15.6.4. ARBITRATION.
If thirty (30) days after beginning mediation the parties have not
resolved the dispute, either party may submit the dispute to final and
binding arbitration pursuant to the commercial rules of the American
Arbitration Association. The arbitrator(s) shall apply the substantive law
of the State of California to the dispute, and shall have the power to
interpret such law to the extent it is unclear. At the request of any
party, the arbitrators, attorneys, parties to the arbitration, witnesses,
experts, court reporters, or other persons present at the arbitration
shall agree in writing to maintain the strict confidentiality of the
arbitration proceedings. At the election of any party, arbitration shall
be conducted by a three neutral arbitrators appointed in accordance with
the commercial rules of the American Arbitration Association if (a) the
amount in controversy is greater than $50,000 (exclusive of interest and
attorneys fees), or (b) a party sought to be enjoined disputes that he or
it has engaged in, or asserts that he or it should be able to engage in,
the actions sought to be enjoined. In all other cases, the matter shall be
arbitrated by a single neutral arbitrator. The parties surrender and waive
the right to submit any dispute to a court or jury, or to appeal to a
higher court. There shall be no arbitration of any claim that would
otherwise be barred by a statute of limitations if the claim were to be
brought in a court of law. The arbitrator shall not have the power to
award punitive, consequential, indirect, or special damages.
15.6.5. ARBITRABILITY.
The arbitrators shall have the power to determine what disputes between
the parties are the proper subject of arbitration.

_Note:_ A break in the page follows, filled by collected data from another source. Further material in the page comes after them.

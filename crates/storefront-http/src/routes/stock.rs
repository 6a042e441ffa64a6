//! Stock level endpoints.

use axum::Json;
use axum::extract::{Path, Query, State};
use surrealdb::Connection;
use uuid::Uuid;

use crate::dto::{AdjustStockRequest, PageQuery, PageResponse, SetStockRequest, StockResponse};
use crate::error::ApiError;
use crate::state::AppState;
use crate::tenant::TenantId;

pub async fn list<C: Connection>(
    State(state): State<AppState<C>>,
    TenantId(tenant_id): TenantId,
    Query(query): Query<PageQuery>,
) -> Result<Json<PageResponse<StockResponse>>, ApiError> {
    let page = state
        .stock
        .list_levels(tenant_id, query.to_pagination())
        .await?;
    Ok(Json(PageResponse::from_result(page, Into::into)))
}

pub async fn get<C: Connection>(
    State(state): State<AppState<C>>,
    TenantId(tenant_id): TenantId,
    Path(variant_id): Path<Uuid>,
) -> Result<Json<StockResponse>, ApiError> {
    let level = state.stock.get_level(tenant_id, variant_id).await?;
    Ok(Json(level.into()))
}

pub async fn set<C: Connection>(
    State(state): State<AppState<C>>,
    TenantId(tenant_id): TenantId,
    Path(variant_id): Path<Uuid>,
    Json(body): Json<SetStockRequest>,
) -> Result<Json<StockResponse>, ApiError> {
    let level = state
        .stock
        .set_level(tenant_id, variant_id, body.quantity)
        .await?;
    Ok(Json(level.into()))
}

pub async fn adjust<C: Connection>(
    State(state): State<AppState<C>>,
    TenantId(tenant_id): TenantId,
    Path(variant_id): Path<Uuid>,
    Json(body): Json<AdjustStockRequest>,
) -> Result<Json<StockResponse>, ApiError> {
    let level = state
        .stock
        .adjust(tenant_id, variant_id, body.delta)
        .await?;
    Ok(Json(level.into()))
}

15.6.6. PRELIMINARY REMEDIES.
Notwithstanding this Section 15.6, a party may apply to a court of
competent jurisdiction for prejudgment remedies and emergency relief in
the form of a temporary restraining order pending final determination of a
claim through arbitration in accordance with this Section 15.6.
15.6.7. COSTS AND ATTORNEYS FEES.
If the arbitrator determines that the actions of a party or its counsel
have unreasonably or unnecessarily delayed the resolution of the matter,
the arbitrator may in its discretion require such party to pay all or part
of cost of the mediation and arbitration proceedings payable by the other
party and may require such party to pay all or part of the attorneys fees
of the other party. This provision permits an award of attorneys fees
against a party regardless of which party is the prevailing party.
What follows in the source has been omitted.